Each line from the start of the data below through the one containing "let o = Ordering::SeqCst;" must be reproduced exactly.

START Dataset excerpts

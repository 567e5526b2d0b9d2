//! HTTP server is used by supervisor to check worker liveness and progress.

use crate::prelude::*;
use serde::Serialize;
use std::sync::atomic::{AtomicU64, Ordering};
use std::sync::Arc;
use warp::Filter;

/// Written by the poll loop, read by the health endpoint.
#[derive(Default)]
pub struct StatusReport {
    pub cycle_count: AtomicU64,
    pub processed_count: AtomicU64,
    /// Cycles aborted by a fetch fault.
    pub error_count: AtomicU64,
    /// Unix seconds of the last poll, zero until the first cycle runs.
    pub last_poll_epoch_s: AtomicU64,
}

#[derive(Serialize)]
struct Health {
    status: &'static str,
    chain: &'static str,
    auth: &'static str,
    last_poll: Option<u64>,
    cycle_count: u64,
    processed_count: u64,
    error_count: u64,
}

/// Blocking operation which starts http server with paths:
/// 1. GET /health => JSON with the last poll timestamp and running counters
///
/// # Note
/// We use [`Ordering::SeqCst`] to read the values as performance here is
/// not paramount and it's just easier to not have to think about.
pub async fn start(conf: Conf, status: Arc<StatusReport>) {
    // 1.
    let health = warp::path("health").map(move || {
        let o = Ordering::SeqCst;
        let last_poll = match status.last_poll_epoch_s.load(o) {
            0 => None,
            s => Some(s),
        };

        warp::reply::json(&Health {
            status: "ok",
            chain: misc::CHAIN,
            auth: "oauth2",
            last_poll,
            cycle_count: status.cycle_count.load(o),
            processed_count: status.processed_count.load(o),
            error_count: status.error_count.load(o),
        })
    });

    let routes = warp::get().and(health);

    warp::serve(routes).run(conf.http_addr).await;
}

END Dataset excerpts

■ **Task response**:
repository 567e5526b2d0b9d2
//! HTTP server is used by supervisor to check worker liveness and progress.

use crate::prelude::*;
use serde::Serialize;
use std::sync::atomic::{AtomicU64, Ordering};
use std::sync::Arc;
use warp::Filter;

/// Written by the poll loop, read by the health endpoint.
#[derive(Default)]
pub struct StatusReport {
    pub cycle_count: AtomicU64,
    pub processed_count: AtomicU64,
    /// Cycles aborted by a fetch fault.
    pub error_count: AtomicU64,
    /// Unix seconds of the last poll, zero until the first cycle runs.
    pub last_poll_epoch_s: AtomicU64,
}

#[derive(Serialize)]
struct Health {
    status: &'static str,
    chain: &'static str,
    auth: &'static str,
    last_poll: Option<u64>,
    cycle_count: u64,
    processed_count: u64,
    error_count: u64,
}

/// Blocking operation which starts http server with paths:
/// 1. GET /health => JSON with the last poll timestamp and running counters
///
/// # Note
/// We use [`Ordering::SeqCst`] to read the values as performance here is
/// not paramount and it's just easier to not have to think about.
pub async fn start(conf: Conf, status: Arc<StatusReport>) {
    // 1.
    let health = warp::path("health").map(move || {
        let o = Ordering::SeqCst;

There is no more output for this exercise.